- [What this task involves]:
A complete, exact retyping of the data below is required.

=== Section Start ===

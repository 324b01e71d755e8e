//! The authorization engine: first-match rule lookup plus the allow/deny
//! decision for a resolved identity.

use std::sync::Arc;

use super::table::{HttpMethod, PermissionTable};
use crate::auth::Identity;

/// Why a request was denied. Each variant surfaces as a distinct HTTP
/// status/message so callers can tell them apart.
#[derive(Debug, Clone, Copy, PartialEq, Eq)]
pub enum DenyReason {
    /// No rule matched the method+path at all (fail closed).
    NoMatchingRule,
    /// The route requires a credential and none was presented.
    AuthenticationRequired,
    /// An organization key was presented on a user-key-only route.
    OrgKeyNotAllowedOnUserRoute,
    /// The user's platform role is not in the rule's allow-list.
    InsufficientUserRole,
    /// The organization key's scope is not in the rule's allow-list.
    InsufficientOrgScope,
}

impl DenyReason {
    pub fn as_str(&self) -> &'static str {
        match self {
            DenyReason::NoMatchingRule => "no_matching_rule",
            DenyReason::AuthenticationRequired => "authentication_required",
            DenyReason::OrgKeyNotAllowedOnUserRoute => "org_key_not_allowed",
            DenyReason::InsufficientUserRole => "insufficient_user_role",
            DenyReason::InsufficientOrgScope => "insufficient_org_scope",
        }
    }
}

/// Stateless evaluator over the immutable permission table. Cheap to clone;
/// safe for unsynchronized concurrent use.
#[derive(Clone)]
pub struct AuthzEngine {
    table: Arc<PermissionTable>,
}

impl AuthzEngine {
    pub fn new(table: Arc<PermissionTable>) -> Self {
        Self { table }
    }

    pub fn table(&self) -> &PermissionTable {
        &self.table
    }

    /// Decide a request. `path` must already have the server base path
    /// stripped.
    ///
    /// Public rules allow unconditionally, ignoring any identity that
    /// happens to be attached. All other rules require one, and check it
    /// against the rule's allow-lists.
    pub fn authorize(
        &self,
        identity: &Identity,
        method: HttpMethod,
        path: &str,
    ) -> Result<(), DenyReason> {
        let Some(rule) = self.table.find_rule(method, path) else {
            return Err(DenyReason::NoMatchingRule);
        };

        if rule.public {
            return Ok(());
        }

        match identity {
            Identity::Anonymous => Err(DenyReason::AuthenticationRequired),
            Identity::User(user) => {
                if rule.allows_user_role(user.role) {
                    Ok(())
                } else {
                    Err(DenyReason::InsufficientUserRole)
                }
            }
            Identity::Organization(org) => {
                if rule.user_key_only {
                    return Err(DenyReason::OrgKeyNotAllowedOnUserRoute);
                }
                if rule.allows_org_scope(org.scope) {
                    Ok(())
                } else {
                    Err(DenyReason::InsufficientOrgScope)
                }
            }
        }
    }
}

=== Section End ===

- [Answer space]:
repository 324b01e71d755e8e
//! The authorization engine: first-match rule lookup plus the allow/deny
//! decision for a resolved identity.

use std::sync::Arc;

use super::table::{HttpMethod, PermissionTable};
use crate::auth::Identity;

/// Why a request was denied. Each variant surfaces as a distinct HTTP
/// status/message so callers can tell them apart.
#[derive(Debug, Clone, Copy, PartialEq, Eq)]
pub enum DenyReason {
    /// No rule matched the method+path at all (fail closed).
    NoMatchingRule,
    /// The route requires a credential and none was presented.
    AuthenticationRequired,
    /// An organization key was presented on a user-key-only route.
    OrgKeyNotAllowedOnUserRoute,
    /// The user's platform role is not in the rule's allow-list.
    InsufficientUserRole,
    /// The organization key's scope is not in the rule's allow-list.
    InsufficientOrgScope,
}

impl DenyReason {
    pub fn as_str(&self) -> &'static str {
        match self {
            DenyReason::NoMatchingRule => "no_matching_rule",
            DenyReason::AuthenticationRequired => "authentication_required",
            DenyReason::OrgKeyNotAllowedOnUserRoute => "org_key_not_allowed",
            DenyReason::InsufficientUserRole => "insufficient_user_role",
            DenyReason::InsufficientOrgScope => "insufficient_org_scope",
        }
    }
}

/// Stateless evaluator over the immutable permission table. Cheap to clone;
/// safe for unsynchronized concurrent use.
#[derive(Clone)]
pub struct AuthzEngine {
    table: Arc<PermissionTable>,
}

impl AuthzEngine {
    pub fn new(table: Arc<PermissionTable>) -> Self {
        Self { table }
    }

    pub fn table(&self) -> &PermissionTable {
        &self.table
    }

    /// Decide a request. `path` must already have the server base path
    /// stripped.
    ///
    /// Public rules allow unconditionally, ignoring any identity that
    /// happens to be attached. All other rules require one, and check it
    /// against the rule's allow-lists.
    pub fn authorize(
        &self,
        identity: &Identity,
        method: HttpMethod,
        path: &str,
    ) -> Result<(), DenyReason> {
        let Some(rule) = self.table.find_rule(method, path) else {
            return Err(DenyReason::NoMatchingRule);
        };

        if rule.public {
            return Ok(());
        }

        match identity {
            Identity::Anonymous => Err(DenyReason::AuthenticationRequired),
            Identity::User(user) => {
                if rule.allows_user_role(user.role) {
                    Ok(())
                } else {
                    Err(DenyReason::InsufficientUserRole)
                }
            }
            Identity::Organization(org) => {
                if rule.user_key_only {
                    return Err(DenyReason::OrgKeyNotAllowedOnUserRoute);
                }
                if rule.allows_org_scope(org.scope) {
                    Ok(())
                } else {
                    Err(DenyReason::InsufficientOrgScope)
                }
            }
        }
    }
}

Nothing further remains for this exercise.